**Activity:** Of all the lines below, return only those starting with the line holding "for each pair" and going on through the line holding "pub fn combinations(items: &[usize], k: usize)", exactly as written.

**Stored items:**

use super::itemset::ItemSet;
use super::storage::FrequentLevel;
use std::collections::HashSet;

/// Candidates of size `k` built from the frequent itemsets of size `k - 1`:
/// every unordered pair sharing exactly `k - 2` items is joined, duplicates
/// are skipped, and a union survives only if all of its `(k - 1)`-subsets
/// are frequent. Output keeps discovery order.
pub fn generate_candidates(prev_level: &FrequentLevel, k: usize) -> Vec<ItemSet> {
    if k < 2 || prev_level.len() < 2 {
        return Vec::new();
    }

    let previous = prev_level.to_itemsets();
    let prev_index: HashSet<&[usize]> = prev_level.iter_itemsets().collect();

    let mut seen: HashSet<ItemSet> = HashSet::new();
    let mut candidates = Vec::new();

    for_each_joinable_pair(&previous, k, |candidate| {
        if !seen.insert(candidate.clone()) {
            return;
        }
        if all_subsets_frequent(&candidate, &prev_index) {
            candidates.push(candidate);
        }
    });

    candidates
}

/// Self-join: calls `callback` with `p ∪ q` for each pair `p < q` (by position)
/// with `|p ∩ q| == k - 2`.
pub fn for_each_joinable_pair<F>(previous: &[ItemSet], k: usize, mut callback: F)
where
    F: FnMut(ItemSet),
{
    if k < 2 {
        return;
    }
    let shared = k - 2;
    for (p, left) in previous.iter().enumerate() {
        for right in &previous[p + 1..] {
            if left.intersection_len(right) == shared {
                callback(left.union(right));
            }
        }
    }
}

/// Anti-monotone prune test.
pub fn all_subsets_frequent(candidate: &ItemSet, prev_index: &HashSet<&[usize]>) -> bool {
    candidate
        .subsets_dropping_one()
        .all(|subset| prev_index.contains(subset.items()))
}

/// All `k`-combinations of `items`, in lexicographic order of positions.
pub fn combinations(items: &[usize], k: usize) -> Vec<Vec<usize>> {
    let mut out = Vec::new();
    if k == 0 || k > items.len() {
        return out;
    }
    let mut callback = |combination: &[usize]| out.push(combination.to_vec());
    generate_combinations_recursive(items, k, 0, &mut Vec::with_capacity(k), &mut callback);
    out
}

fn generate_combinations_recursive<F>(
    items: &[usize],
    k: usize,
    start: usize,
    current: &mut Vec<usize>,
    callback: &mut F,
) where
    F: FnMut(&[usize]),
{
    if current.len() == k {
        callback(current);
        return;
    }

    for i in start..items.len() {
        current.push(items[i]);
        generate_combinations_recursive(items, k, i + 1, current, callback);
        current.pop();
    }
}
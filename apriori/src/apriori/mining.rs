use super::candidates::generate_candidates;
use super::itemset::ItemSet;
use super::storage::FrequentLevel;
use super::support::SupportEvaluator;
use crate::config::MiningConfig;
use crate::error::Result;
use crate::table::BinaryTable;
use rayon::prelude::*;
use std::collections::HashMap;

/// Output of a level-wise search.
///
/// `levels[k - 1]` holds the frequent itemsets of size `k`. Level 1 is always
/// present, even when empty; later levels only when they found something.
/// `candidates[k - 1]` holds every candidate whose support was evaluated at
/// size `k`, including the level that ended the search.
#[derive(Debug, Clone)]
pub struct MiningResult {
    levels: Vec<FrequentLevel>,
    candidates: Vec<FrequentLevel>,
    num_transactions: usize,
}

impl MiningResult {
    pub fn levels(&self) -> &[FrequentLevel] {
        &self.levels
    }

    pub fn level(&self, k: usize) -> Option<&FrequentLevel> {
        k.checked_sub(1).and_then(|idx| self.levels.get(idx))
    }

    /// `None` when the level was never reached or candidates were not retained.
    pub fn candidates(&self, k: usize) -> Option<&FrequentLevel> {
        k.checked_sub(1).and_then(|idx| self.candidates.get(idx))
    }

    pub fn num_levels(&self) -> usize {
        self.levels.len()
    }

    pub fn total_itemsets(&self) -> usize {
        self.levels.iter().map(FrequentLevel::len).sum()
    }

    pub fn num_transactions(&self) -> usize {
        self.num_transactions
    }

    pub fn iter_itemsets(&self) -> impl Iterator<Item = (&[usize], f64)> {
        self.levels.iter().flat_map(|level| level.iter())
    }

    /// Support recorded for a frequent itemset, if it was found.
    pub fn support_of(&self, itemset: &ItemSet) -> Option<f64> {
        let level = self.level(itemset.len())?;
        level.position(itemset.items()).map(|idx| level.support(idx))
    }

    pub(crate) fn support_index(&self) -> HashMap<&[usize], f64> {
        self.iter_itemsets().collect()
    }
}

pub fn mine_with_support(table: &BinaryTable, min_support: f64) -> Result<MiningResult> {
    let config = MiningConfig {
        min_support,
        ..MiningConfig::default()
    };
    mine(table, &config)
}

pub fn mine(table: &BinaryTable, config: &MiningConfig) -> Result<MiningResult> {
    config.validate()?;
    let evaluator = SupportEvaluator::new(table)?;
    let num_items = table.num_items();

    let seeds: Vec<ItemSet> = (0..num_items).map(ItemSet::singleton).collect();
    let (seed_candidates, first_level) = evaluate_level(&evaluator, 1, seeds, config);
    tracing::debug!(
        level = 1,
        candidates = seed_candidates.len(),
        frequent = first_level.len(),
        "finished level"
    );

    let mut levels = vec![first_level];
    let mut candidates = Vec::new();
    if config.retain_candidates {
        candidates.push(seed_candidates);
    }

    for k in 2..=num_items {
        let previous = &levels[levels.len() - 1];
        let raw = generate_candidates(previous, k);
        let (evaluated, frequent) = evaluate_level(&evaluator, k, raw, config);
        tracing::debug!(
            level = k,
            candidates = evaluated.len(),
            frequent = frequent.len(),
            "finished level"
        );

        if config.retain_candidates {
            candidates.push(evaluated);
        }
        if frequent.is_empty() {
            break;
        }
        levels.push(frequent);
    }

    let result = MiningResult {
        levels,
        candidates,
        num_transactions: table.num_transactions(),
    };
    tracing::info!(
        levels = result.num_levels(),
        itemsets = result.total_itemsets(),
        min_support = config.min_support,
        "frequent itemset search complete"
    );
    Ok(result)
}

/// Scores every candidate and splits out those meeting `min_support`.
/// Returns `(candidates, frequent)`, both in candidate order.
fn evaluate_level(
    evaluator: &SupportEvaluator<'_>,
    k: usize,
    candidates: Vec<ItemSet>,
    config: &MiningConfig,
) -> (FrequentLevel, FrequentLevel) {
    let supports: Vec<f64> = if config.parallel {
        candidates.par_iter().map(|c| evaluator.support(c)).collect()
    } else {
        candidates.iter().map(|c| evaluator.support(c)).collect()
    };

    let mut evaluated = FrequentLevel::with_capacity(k, candidates.len());
    let mut frequent = FrequentLevel::new(k);
    for (candidate, support) in candidates.iter().zip(supports) {
        evaluated.add_itemset(candidate, support);
        if support >= config.min_support {
            frequent.add_itemset(candidate, support);
        }
    }

    (evaluated, frequent)
}
pub mod candidates;
pub mod itemset;
pub mod mining;
pub mod rules;
pub mod storage;
pub mod support;

pub use candidates::{combinations, generate_candidates};
pub use itemset::ItemSet;
pub use mining::{mine, mine_with_support, MiningResult};
pub use rules::{generate_rules, generate_rules_into, Rule, RuleSet};
pub use storage::{FrequentLevel, ItemsetStorage};
pub use support::SupportEvaluator;
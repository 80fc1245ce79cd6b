//! Property-based tests for itemset mining and rule generation.

use apriori::apriori::combinations;
use apriori::{analyze, BinaryTable, ItemSet, MiningConfig, SupportEvaluator};
use ndarray::Array2;
use proptest::prelude::*;
use std::collections::HashSet;

/// Random binary tables with 1..=6 items and 1..=24 transactions.
fn arbitrary_table() -> impl Strategy<Value = BinaryTable> {
    (1usize..=6, 1usize..=24)
        .prop_flat_map(|(items, rows)| {
            prop::collection::vec(prop::bool::weighted(0.6), items * rows)
                .prop_map(move |cells| (items, rows, cells))
        })
        .prop_map(|(items, rows, cells)| {
            let data = Array2::from_shape_vec(
                (rows, items),
                cells.into_iter().map(i32::from).collect(),
            )
            .unwrap();
            let names = (0..items).map(|idx| format!("i{idx}")).collect();
            BinaryTable::from_array(names, data.view()).unwrap()
        })
}

fn config(min_support: f64, min_confidence: f64) -> MiningConfig {
    MiningConfig::new(min_support, min_confidence)
}

proptest! {
    /// Every (k-1)-subset of a frequent k-itemset is frequent.
    #[test]
    fn frequent_itemsets_are_downward_closed(
        table in arbitrary_table(),
        min_support in 0.05f64..=1.0,
    ) {
        let analysis = analyze(&table, &config(min_support, 0.5)).unwrap();
        let mining = &analysis.mining;

        for level in mining.levels().iter().skip(1) {
            let previous = mining.level(level.itemset_size - 1).unwrap();
            for items in level.iter_itemsets() {
                for subset in ItemSet::new(items.to_vec()).subsets_dropping_one() {
                    prop_assert!(previous.contains(subset.items()));
                }
            }
        }
    }

    /// No itemset appears twice within a level, and sizes match the level.
    #[test]
    fn levels_have_unique_sets_of_the_right_size(
        table in arbitrary_table(),
        min_support in 0.05f64..=1.0,
    ) {
        let analysis = analyze(&table, &config(min_support, 0.5)).unwrap();
        for level in analysis.mining.levels() {
            let unique: HashSet<&[usize]> = level.iter_itemsets().collect();
            prop_assert_eq!(unique.len(), level.len());
            prop_assert!(level.iter_itemsets().all(|items| items.len() == level.itemset_size));
        }
    }

    /// The level-wise search finds exactly the itemsets a brute-force scan finds.
    #[test]
    fn matches_exhaustive_enumeration(
        table in arbitrary_table(),
        min_support in 0.05f64..=1.0,
    ) {
        let analysis = analyze(&table, &config(min_support, 0.5)).unwrap();
        let evaluator = SupportEvaluator::new(&table).unwrap();
        let all_items: Vec<usize> = (0..table.num_items()).collect();

        let mut expected: HashSet<Vec<usize>> = HashSet::new();
        for k in 1..=table.num_items() {
            for combo in combinations(&all_items, k) {
                if evaluator.support_of(&combo) >= min_support {
                    expected.insert(combo);
                }
            }
        }

        let found: HashSet<Vec<usize>> = analysis
            .mining
            .iter_itemsets()
            .map(|(items, _)| items.to_vec())
            .collect();
        prop_assert_eq!(found, expected);
    }

    /// support(A) >= support(B) whenever A is a subset of B.
    #[test]
    fn support_is_monotone(
        table in arbitrary_table(),
        picks in prop::collection::vec(0usize..6, 0..6),
        extra in prop::collection::vec(0usize..6, 0..6),
    ) {
        let n = table.num_items();
        let smaller = ItemSet::new(picks.iter().map(|p| p % n).collect());
        let larger = smaller.union(&ItemSet::new(extra.iter().map(|p| p % n).collect()));
        let evaluator = SupportEvaluator::new(&table).unwrap();

        if !smaller.is_empty() {
            prop_assert!(evaluator.support(&smaller) >= evaluator.support(&larger));
        }
    }

    /// Rules split one frequent itemset into two disjoint, non-empty sides,
    /// and carry the confidence support(A ∪ C) / support(A).
    #[test]
    fn rules_are_valid(
        table in arbitrary_table(),
        min_support in 0.05f64..=1.0,
        min_confidence in 0.0f64..=1.0,
    ) {
        let analysis = analyze(&table, &config(min_support, min_confidence)).unwrap();
        let evaluator = SupportEvaluator::new(&table).unwrap();

        for (antecedent, consequent, confidence) in analysis.rules.iter() {
            prop_assert!(!antecedent.is_empty());
            prop_assert!(!consequent.is_empty());
            prop_assert_eq!(antecedent.intersection_len(consequent), 0);
            prop_assert!((0.0..=1.0).contains(&confidence));
            prop_assert!(confidence >= min_confidence);

            let whole = antecedent.union(consequent);
            prop_assert!(analysis.mining.support_of(&whole).is_some());

            let expected = evaluator.support(&whole) / evaluator.support(antecedent);
            prop_assert!((confidence - expected).abs() < 1e-9);
        }
    }
}

#[test]
fn no_frequent_items_yields_no_pair_candidates() {
    let data = Array2::from_shape_vec((4, 3), vec![1, 0, 0, 0, 1, 0, 0, 0, 1, 0, 0, 0]).unwrap();
    let names = vec!["a".to_string(), "b".to_string(), "c".to_string()];
    let table = BinaryTable::from_array(names, data.view()).unwrap();

    let analysis = analyze(&table, &config(0.5, 0.5)).unwrap();
    assert!(analysis.mining.level(1).unwrap().is_empty());
    assert_eq!(analysis.mining.candidates(2).map(|c| c.len()), Some(0));
    assert!(analysis.rules.is_empty());
}
//! Human-readable rendering of mining results.

use crate::apriori::{ItemSet, MiningResult, Rule, RuleSet};
use crate::table::BinaryTable;
use std::fmt::Write;

/// `{a, b}` using the table's item names.
pub fn format_itemset(table: &BinaryTable, itemset: &ItemSet) -> String {
    format_items(table, itemset.items())
}

fn format_items(table: &BinaryTable, items: &[usize]) -> String {
    let names: Vec<&str> = items
        .iter()
        .map(|&item| table.item_name(item).unwrap_or("?"))
        .collect();
    format!("{{{}}}", names.join(", "))
}

pub fn format_rule(table: &BinaryTable, rule: &Rule) -> String {
    rule_line(table, &rule.antecedent, &rule.consequent, rule.confidence)
}

fn rule_line(table: &BinaryTable, antecedent: &ItemSet, consequent: &ItemSet, confidence: f64) -> String {
    format!(
        "{} -> {} (confidence = {:?})",
        format_itemset(table, antecedent),
        format_itemset(table, consequent),
        confidence
    )
}

/// One `k: count` line per level.
pub fn level_summary(mining: &MiningResult) -> Vec<String> {
    mining
        .levels()
        .iter()
        .map(|level| format!("{}: {}", level.itemset_size, level.len()))
        .collect()
}

pub fn render(table: &BinaryTable, mining: &MiningResult, rules: &RuleSet) -> String {
    let mut out = String::new();
    // writing to a String cannot fail
    let _ = writeln!(out, "Lengths for L:");
    for line in level_summary(mining) {
        let _ = writeln!(out, "{line}");
    }
    for (antecedent, consequent, confidence) in rules.iter() {
        let _ = writeln!(out, "{}", rule_line(table, antecedent, consequent, confidence));
    }
    let _ = writeln!(out, "Rule count: {}", rules.len());
    out
}
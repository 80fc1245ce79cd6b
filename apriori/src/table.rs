//! Binary transaction table with one row-membership bitset per item.

use crate::apriori::ItemSet;
use crate::error::{AprioriError, Result};
use bitvec::prelude::*;
use ndarray::ArrayView2;
use std::collections::HashMap;

pub(crate) type TransactionBits = BitVec<u64, Lsb0>;

#[derive(Debug, Clone)]
pub struct BinaryTable {
    names: Vec<String>,
    index: HashMap<String, usize>,
    columns: Vec<TransactionBits>,
    num_transactions: usize,
}

impl BinaryTable {
    /// Builds a table from a dense transactions x items matrix; any nonzero
    /// cell marks the item as present.
    pub fn from_array(names: Vec<String>, data: ArrayView2<i32>) -> Result<Self> {
        let (num_transactions, num_items) = data.dim();
        if names.len() != num_items {
            return Err(AprioriError::ShapeMismatch {
                expected: names.len(),
                found: num_items,
            });
        }

        let columns = data
            .columns()
            .into_iter()
            .map(|column| column.iter().map(|&value| value != 0).collect())
            .collect();

        Self::from_columns(names, columns, num_transactions)
    }

    /// Builds a table from textual rows: a cell equal to `marker` is 1,
    /// every other value (including a missing one) is 0.
    pub fn from_records<I, R, S>(headers: Vec<String>, records: I, marker: &str) -> Result<Self>
    where
        I: IntoIterator<Item = R>,
        R: IntoIterator<Item = Option<S>>,
        S: AsRef<str>,
    {
        let mut columns: Vec<TransactionBits> = vec![BitVec::new(); headers.len()];
        let mut num_transactions = 0;

        for record in records {
            let mut width = 0;
            for (col, cell) in record.into_iter().enumerate() {
                let present = cell
                    .as_ref()
                    .is_some_and(|value| AsRef::<str>::as_ref(value) == marker);
                match columns.get_mut(col) {
                    Some(bits) => bits.push(present),
                    None => {
                        return Err(AprioriError::ShapeMismatch {
                            expected: headers.len(),
                            found: col + 1,
                        })
                    }
                }
                width = col + 1;
            }
            if width != headers.len() {
                return Err(AprioriError::ShapeMismatch {
                    expected: headers.len(),
                    found: width,
                });
            }
            num_transactions += 1;
        }

        Self::from_columns(headers, columns, num_transactions)
    }

    pub(crate) fn from_columns(
        names: Vec<String>,
        columns: Vec<TransactionBits>,
        num_transactions: usize,
    ) -> Result<Self> {
        if let Some(bad) = columns.iter().find(|c| c.len() != num_transactions) {
            return Err(AprioriError::ShapeMismatch {
                expected: num_transactions,
                found: bad.len(),
            });
        }

        let mut index = HashMap::with_capacity(names.len());
        for (idx, name) in names.iter().enumerate() {
            if index.insert(name.clone(), idx).is_some() {
                return Err(AprioriError::DuplicateItem(name.clone()));
            }
        }

        Ok(Self {
            names,
            index,
            columns,
            num_transactions,
        })
    }

    pub fn item_names(&self) -> &[String] {
        &self.names
    }

    pub fn item_name(&self, item: usize) -> Option<&str> {
        self.names.get(item).map(String::as_str)
    }

    pub fn item_index(&self, name: &str) -> Option<usize> {
        self.index.get(name).copied()
    }

    pub fn num_items(&self) -> usize {
        self.names.len()
    }

    pub fn num_transactions(&self) -> usize {
        self.num_transactions
    }

    /// Resolves item names into an `ItemSet`.
    pub fn itemset<S: AsRef<str>>(&self, names: &[S]) -> Result<ItemSet> {
        names
            .iter()
            .map(|name| {
                self.item_index(name.as_ref())
                    .ok_or_else(|| AprioriError::UnknownItem(name.as_ref().to_string()))
            })
            .collect::<Result<Vec<_>>>()
            .map(ItemSet::new)
    }

    /// Number of transactions containing every item of `items`.
    /// The empty set counts zero.
    pub fn count(&self, items: &[usize]) -> usize {
        let Some((&first, rest)) = items.split_first() else {
            return 0;
        };
        if rest.is_empty() {
            return self.columns[first].count_ones();
        }

        let mut acc = self.columns[first].clone();
        for &item in rest {
            let other = self.columns[item].as_raw_slice();
            for (word, &mask) in acc.as_raw_mut_slice().iter_mut().zip(other) {
                *word &= mask;
            }
        }
        acc.count_ones()
    }
}

#[cfg(test)]
mod tests {
    use super::*;
    use ndarray::array;

    fn names(list: &[&str]) -> Vec<String> {
        list.iter().map(|s| s.to_string()).collect()
    }

    #[test]
    fn counts_with_bitset_intersection() {
        let data = array![[1, 1, 0], [1, 1, 1], [0, 1, 1], [1, 0, 0]];
        let table = BinaryTable::from_array(names(&["a", "b", "c"]), data.view()).unwrap();

        assert_eq!(table.num_transactions(), 4);
        assert_eq!(table.count(&[0]), 3);
        assert_eq!(table.count(&[0, 1]), 2);
        assert_eq!(table.count(&[0, 2]), 1);
        assert_eq!(table.count(&[0, 1, 2]), 1);
        assert_eq!(table.count(&[]), 0);
    }

    #[test]
    fn counts_across_word_boundaries() {
        let rows = 130;
        let data = ndarray::Array2::from_shape_fn((rows, 2), |(r, c)| {
            if c == 0 || r % 3 == 0 {
                1
            } else {
                0
            }
        });
        let table = BinaryTable::from_array(names(&["x", "y"]), data.view()).unwrap();
        assert_eq!(table.count(&[0]), rows);
        assert_eq!(table.count(&[0, 1]), (0..rows).filter(|r| r % 3 == 0).count());
    }

    #[test]
    fn records_use_marker() {
        let rows = vec![
            vec![Some("t"), None],
            vec![Some("f"), Some("t")],
            vec![None, Some("t")],
        ];
        let table = BinaryTable::from_records(names(&["milk", "bread"]), rows, "t").unwrap();
        assert_eq!(table.num_transactions(), 3);
        assert_eq!(table.count(&[0]), 1);
        assert_eq!(table.count(&[1]), 2);
        assert_eq!(table.count(&[0, 1]), 0);
    }

    #[test]
    fn ragged_record_is_rejected() {
        let rows = vec![vec![Some("t"), Some("t")], vec![Some("t")]];
        let err = BinaryTable::from_records(names(&["a", "b"]), rows, "t").unwrap_err();
        assert!(matches!(err, AprioriError::ShapeMismatch { expected: 2, found: 1 }));
    }

    #[test]
    fn header_mismatch_and_duplicates() {
        let data = array![[1, 0]];
        assert!(matches!(
            BinaryTable::from_array(names(&["a"]), data.view()),
            Err(AprioriError::ShapeMismatch { expected: 1, found: 2 })
        ));
        assert!(matches!(
            BinaryTable::from_array(names(&["a", "a"]), data.view()),
            Err(AprioriError::DuplicateItem(_))
        ));
    }

    #[test]
    fn resolves_names() {
        let data = array![[1, 0, 1]];
        let table = BinaryTable::from_array(names(&["c", "a", "b"]), data.view()).unwrap();
        assert_eq!(table.itemset(&["b", "c"]).unwrap().items(), &[0, 2]);
        assert!(matches!(
            table.itemset(&["z"]),
            Err(AprioriError::UnknownItem(name)) if name == "z"
        ));
    }
}
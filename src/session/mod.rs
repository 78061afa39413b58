//! Link persistence across restarts
//!
//! Links are saved as the file path each pair shared, not as pane identity,
//! and restored after the host layout settles by re-matching panes that show
//! those paths again. This is best effort: panes showing the same file for
//! unrelated reasons may be paired, and reordered panes may not be.

pub mod capture;
pub mod restore;

pub use capture::capture_saved_pairs;
pub use restore::{apply_candidates, restore_candidates};
//! Identity types shared between the host and the link engine.

use std::fmt;

/// Opaque identity of a host pane.
///
/// The host owns the pane; the engine only keys relations by this id.
#[derive(Debug, Clone, Copy, PartialEq, Eq, Hash, PartialOrd, Ord)]
pub struct PaneId(pub u64);

impl fmt::Display for PaneId {
    fn fmt(&self, f: &mut fmt::Formatter<'_>) -> fmt::Result {
        write!(f, "pane#{}", self.0)
    }
}

/// Opaque identity of a host layout container (split, tab group, sidebar).
#[derive(Debug, Clone, Copy, PartialEq, Eq, Hash, PartialOrd, Ord)]
pub struct ContainerId(pub u64);

impl fmt::Display for ContainerId {
    fn fmt(&self, f: &mut fmt::Formatter<'_>) -> fmt::Result {
        write!(f, "container#{}", self.0)
    }
}

/// Direction of a split
#[derive(Debug, Clone, Copy, PartialEq, Eq)]
pub enum SplitDirection {
    /// Panes are stacked vertically (split creates top/bottom panes)
    Horizontal,
    /// Panes are side by side (split creates left/right panes)
    Vertical,
}
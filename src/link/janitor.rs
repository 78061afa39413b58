//! Removal of links whose panes have closed.

use super::registry::{LinkId, LinkRegistry, PaneLink};
use crate::pane::PaneId;
use std::collections::HashSet;

/// Links with at least one side missing from `live`.
pub fn stale_links(registry: &LinkRegistry, live: &HashSet<PaneId>) -> Vec<LinkId> {
    registry
        .pairs()
        .filter(|link| !live.contains(&link.first) || !live.contains(&link.second))
        .map(|link| link.id)
        .collect()
}

/// Collect stale links first, then drop them in one batch. Both sides go,
/// including a side whose pane is still open.
pub fn sweep(registry: &mut LinkRegistry, live: &HashSet<PaneId>) -> Vec<PaneLink> {
    let stale = stale_links(registry, live);
    if stale.is_empty() {
        return Vec::new();
    }
    let removed = registry.remove_links(&stale);
    crate::debug_info!("JANITOR", "Removed {} stale link(s)", removed.len());
    removed
}
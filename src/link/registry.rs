//! Bidirectional pane pairing relation.
//!
//! Each pair gets a [`LinkId`]; a pane maps to at most one link id and a link
//! id maps to exactly two panes. Both indexes change in the same call, so a
//! pane can never end up with two partners or a one-sided link.

use crate::pane::PaneId;
use std::collections::{BTreeMap, HashMap};

/// Identity of one linked pair. Ids grow monotonically, so ordering by id is
/// link-creation order.
#[derive(Debug, Clone, Copy, PartialEq, Eq, Hash, PartialOrd, Ord)]
pub struct LinkId(u64);

/// Two panes linked for file sync.
#[derive(Debug, Clone, Copy, PartialEq, Eq)]
pub struct PaneLink {
    pub id: LinkId,
    /// Pane the link was requested from
    pub first: PaneId,
    pub second: PaneId,
}

impl PaneLink {
    /// The other side of the link, if `pane` is part of it.
    pub fn other(&self, pane: PaneId) -> Option<PaneId> {
        if pane == self.first {
            Some(self.second)
        } else if pane == self.second {
            Some(self.first)
        } else {
            None
        }
    }
}

/// Registry of linked pane pairs
#[derive(Debug, Default)]
pub struct LinkRegistry {
    links: BTreeMap<LinkId, PaneLink>,
    by_pane: HashMap<PaneId, LinkId>,
    next_link_id: u64,
}

impl LinkRegistry {
    pub fn new() -> Self {
        Self::default()
    }

    /// Pair `a` with `b`.
    ///
    /// Any existing partner of `a` or `b` is dropped first and left unlinked.
    /// Returns false (and changes nothing) when `a == b`.
    pub fn link(&mut self, a: PaneId, b: PaneId) -> bool {
        if a == b {
            log::warn!("Refusing to link {} with itself", a);
            return false;
        }
        if self.partner_of(a) == Some(b) {
            return true;
        }

        self.unlink(a);
        self.unlink(b);

        let id = LinkId(self.next_link_id);
        self.next_link_id += 1;
        self.links.insert(
            id,
            PaneLink {
                id,
                first: a,
                second: b,
            },
        );
        self.by_pane.insert(a, id);
        self.by_pane.insert(b, id);
        crate::debug_info!("LINK", "Linked {} <-> {}", a, b);
        true
    }

    /// Remove `pane`'s pairing, both sides. Returns the former partner.
    pub fn unlink(&mut self, pane: PaneId) -> Option<PaneId> {
        let id = *self.by_pane.get(&pane)?;
        let link = self.remove_link(id)?;
        crate::debug_info!("LINK", "Unlinked {} <-> {}", link.first, link.second);
        link.other(pane)
    }

    fn remove_link(&mut self, id: LinkId) -> Option<PaneLink> {
        let link = self.links.remove(&id)?;
        self.by_pane.remove(&link.first);
        self.by_pane.remove(&link.second);
        Some(link)
    }

    /// Remove a batch of links collected beforehand. Unknown ids are skipped.
    pub fn remove_links(&mut self, ids: &[LinkId]) -> Vec<PaneLink> {
        ids.iter().filter_map(|&id| self.remove_link(id)).collect()
    }

    pub fn partner_of(&self, pane: PaneId) -> Option<PaneId> {
        let id = self.by_pane.get(&pane)?;
        self.links.get(id)?.other(pane)
    }

    pub fn is_linked(&self, pane: PaneId) -> bool {
        self.by_pane.contains_key(&pane)
    }

    /// Link `pane` belongs to, if any.
    pub fn link_of(&self, pane: PaneId) -> Option<&PaneLink> {
        self.links.get(self.by_pane.get(&pane)?)
    }

    /// All pairs, oldest link first.
    pub fn pairs(&self) -> impl Iterator<Item = &PaneLink> {
        self.links.values()
    }

    /// Owned copy of all pairs, oldest first, for use while calling the host.
    pub fn snapshot(&self) -> Vec<PaneLink> {
        self.links.values().copied().collect()
    }

    /// Every pane that currently has a partner.
    pub fn linked_panes(&self) -> impl Iterator<Item = PaneId> + '_ {
        self.by_pane.keys().copied()
    }

    /// Number of linked pairs.
    pub fn len(&self) -> usize {
        self.links.len()
    }

    pub fn is_empty(&self) -> bool {
        self.links.is_empty()
    }

    pub fn clear(&mut self) {
        self.links.clear();
        self.by_pane.clear();
    }
}
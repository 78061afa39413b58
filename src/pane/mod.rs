//! Host pane model for the link engine
//!
//! - `PaneId` / `ContainerId`: opaque identities of host-owned objects
//! - `Workspace`: the collaborator contract the host implements
//! - `MemoryWorkspace`: headless implementation for tests and simulation

mod memory;
mod types;
mod workspace;

pub use memory::{MemoryWorkspace, OpenHook};
pub use types::{ContainerId, PaneId, SplitDirection};
pub use workspace::{Workspace, WorkspaceError};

**Response to this exercise:**
/// Self-join: calls `callback` with `p ∪ q` for each pair `p < q` (by position)
/// with `|p ∩ q| == k - 2`.
pub fn for_each_joinable_pair<F>(previous: &[ItemSet], k: usize, mut callback: F)
where
    F: FnMut(ItemSet),
{
    if k < 2 {
        return;
    }
    let shared = k - 2;
    for (p, left) in previous.iter().enumerate() {
        for right in &previous[p + 1..] {
            if left.intersection_len(right) == shared {
                callback(left.union(right));
            }
        }
    }
}

/// Anti-monotone prune test.
pub fn all_subsets_frequent(candidate: &ItemSet, prev_index: &HashSet<&[usize]>) -> bool {
    candidate
        .subsets_dropping_one()
        .all(|subset| prev_index.contains(subset.items()))
}

/// All `k`-combinations of `items`, in lexicographic order of positions.
pub fn combinations(items: &[usize], k: usize) -> Vec<Vec<usize>> {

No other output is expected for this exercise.